If you had told me last year that our mountains would have so much snow this close to spring, I’d have been thrilled. The forests of Southern California have suffered immensely from years of punishing drought and record high temperatures, and good winter soakings provide the best protection against fires in the dry season.
It was just September when the residents of Big Bear, the San Bernardino Mountain community where my wife’s grandfather built her family’s cabin more than 70 years ago, watched as the Radford fire advanced perilously close to homes and a ski resort. Two years before, a Big Bear firefighter died in the nearby El Dorado fire. The national forest enveloping the community has been closed to visitors twice in the last three years from fire danger.
Snow should be a blessing to mountain villages besieged by wildfire, especially one like Big Bear, where its lake hasn’t been full since 2011. But not this kind of snow.
Since the first of two major snow storms hit Feb. 23, authorities conducting welfare checks have found at least three mountain residents dead in their homes. At a Bike Bear Lake City Council meeting this week, a woman said a friend who couldn’t get dialysis died — a sign that more tragedies might be found as residents continue digging out.

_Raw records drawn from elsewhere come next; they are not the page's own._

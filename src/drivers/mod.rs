//! Peripheral drivers, hardware initialisation and task helpers.

pub mod buzzer;
pub mod ds3231;
pub mod eeprom;
pub mod hw_init;
pub mod mcp23017;
pub mod task_pin;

And there will be a lot of digging (that is, if the warm rains this weekend don’t abruptly melt much of that snow and cause dangerous flooding). A typical winter in Big Bear sees 58 inches of snow; so far this season, there’s been at least 110 inches. The kind of front-end plows fitted onto pickup trucks that work well enough for most Big Bear storms become useless when enough snow falls in a few days to fully entomb a car.
Living in the mountains brings challenges that you appreciate only when you face them, even as a part-time resident in Big Bear. Many come with the territory at 7,000 feet above sea level — think frozen pipes and unpredictable road conditions.

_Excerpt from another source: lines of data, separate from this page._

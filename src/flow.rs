//! Hall-effect flow metering.
//!
//! The sensor emits one pulse per fixed volume of water.  The GPIO ISR
//! calls [`PulseCounter::on_edge`], which only bumps two atomics.  Once
//! per sampling window the executor calls [`FlowMeter::sample_window`],
//! which swaps the window counter to zero and converts the pulses into a
//! rate and a volume increment.
//!
//! The swap is the single handoff point between interrupt and task
//! context: every edge lands either in the window being sampled or in the
//! next one, so nothing is lost or counted twice.

use core::sync::atomic::{AtomicU32, Ordering};

/// Edge counters written from interrupt context.
///
/// Lives in the shared state for the whole program; the ISR receives a
/// `&'static PulseCounter` through its argument pointer.
#[derive(Debug, Default)]
pub struct PulseCounter {
    window: AtomicU32,
    lifetime: AtomicU32,
}

impl PulseCounter {
    pub const fn new() -> Self {
        Self {
            window: AtomicU32::new(0),
            lifetime: AtomicU32::new(0),
        }
    }

    /// ISR entry point.  Never blocks or allocates.
    #[inline]
    pub fn on_edge(&self) {
        self.window.fetch_add(1, Ordering::Relaxed);
        self.lifetime.fetch_add(1, Ordering::Relaxed);
    }

    /// Take the current window count, leaving zero behind.
    pub fn take_window(&self) -> u32 {
        self.window.swap(0, Ordering::AcqRel)
    }

    /// Edges seen since the last [`reset`](Self::reset).
    pub fn lifetime(&self) -> u32 {
        self.lifetime.load(Ordering::Relaxed)
    }

    pub fn reset(&self) {
        self.window.store(0, Ordering::Release);
        self.lifetime.store(0, Ordering::Release);
    }
}

/// Result of one sampling window.
#[derive(Debug, Clone, Copy, PartialEq)]
pub struct FlowSample {
    pub pulses: u32,
    /// Calibrated flow rate (pulses per second over the calibration factor).
    pub rate: f32,
    /// Volume delivered during the window, in ml.
    pub delta_ml: f32,
}

/// Per-run flow integrator.
#[derive(Debug)]
pub struct FlowMeter<'a> {
    pulses: &'a PulseCounter,
    calibration_factor: f32,
    cumulative_ml: f32,
}

impl<'a> FlowMeter<'a> {
    pub fn new(pulses: &'a PulseCounter, calibration_factor: f32) -> Self {
        Self {
            pulses,
            calibration_factor,
            cumulative_ml: 0.0,
        }
    }

    /// Zero the cumulative volume and both pulse counters.
    pub fn reset(&mut self) {
        self.pulses.reset();
        self.cumulative_ml = 0.0;
    }

    /// Convert the pulses of the window that just ended.
    pub fn sample_window(&mut self, elapsed_ms: u32) -> FlowSample {
        let pulses = self.pulses.take_window();

        let rate = if elapsed_ms == 0 || self.calibration_factor <= 0.0 {
            0.0
        } else {
            (1000.0 / elapsed_ms as f32) * pulses as f32 / self.calibration_factor
        };
        let delta_ml = if pulses == 0 {
            0.0
        } else {
            (rate / 60.0) * 1000.0
        };

        self.cumulative_ml += delta_ml;
        FlowSample {
            pulses,
            rate,
            delta_ml,
        }
    }

    pub fn cumulative_ml(&self) -> f32 {
        self.cumulative_ml
    }

    pub fn lifetime_pulses(&self) -> u32 {
        self.pulses.lifetime()
    }
}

Others are bizarre, but not dangerous. Ever heard of months-long moth infestations that frighten children and leave every imaginable surface sprinkled with a layer of brown mothy stuff? Spend enough time in Big Bear and you might.
Some are plain enraging and contribute to antipathy toward the “flatlanders” whose tourism dollars keep Big Bear afloat. The discarded plastic sleds and trash strewn on the roads by one-and-done weekend visitors are constant blights.
These challenges forge close ties among people in the mountain communities that can save lives in an emergency. In one of the largest Big Bear Facebook groups, the posts welcoming the snow at the start of the first storm quickly gave way to pleas for help from residents trapped in freezing homes with no power or heating. Residents jumped at the chance to help, sometimes at risk to themselves. Sadly, one such good Samaritan, a beloved employee of Big Bear’s largest hardware store, died after reportedly being struck by a car as she was helping someone stranded in the snow.
All this snow will help refill the lake, recharge soil moisture and reinvigorate the area’s plant life. It will eventually pay these dividends, but not before the mountain residents dig out and discover how much they’ve lost.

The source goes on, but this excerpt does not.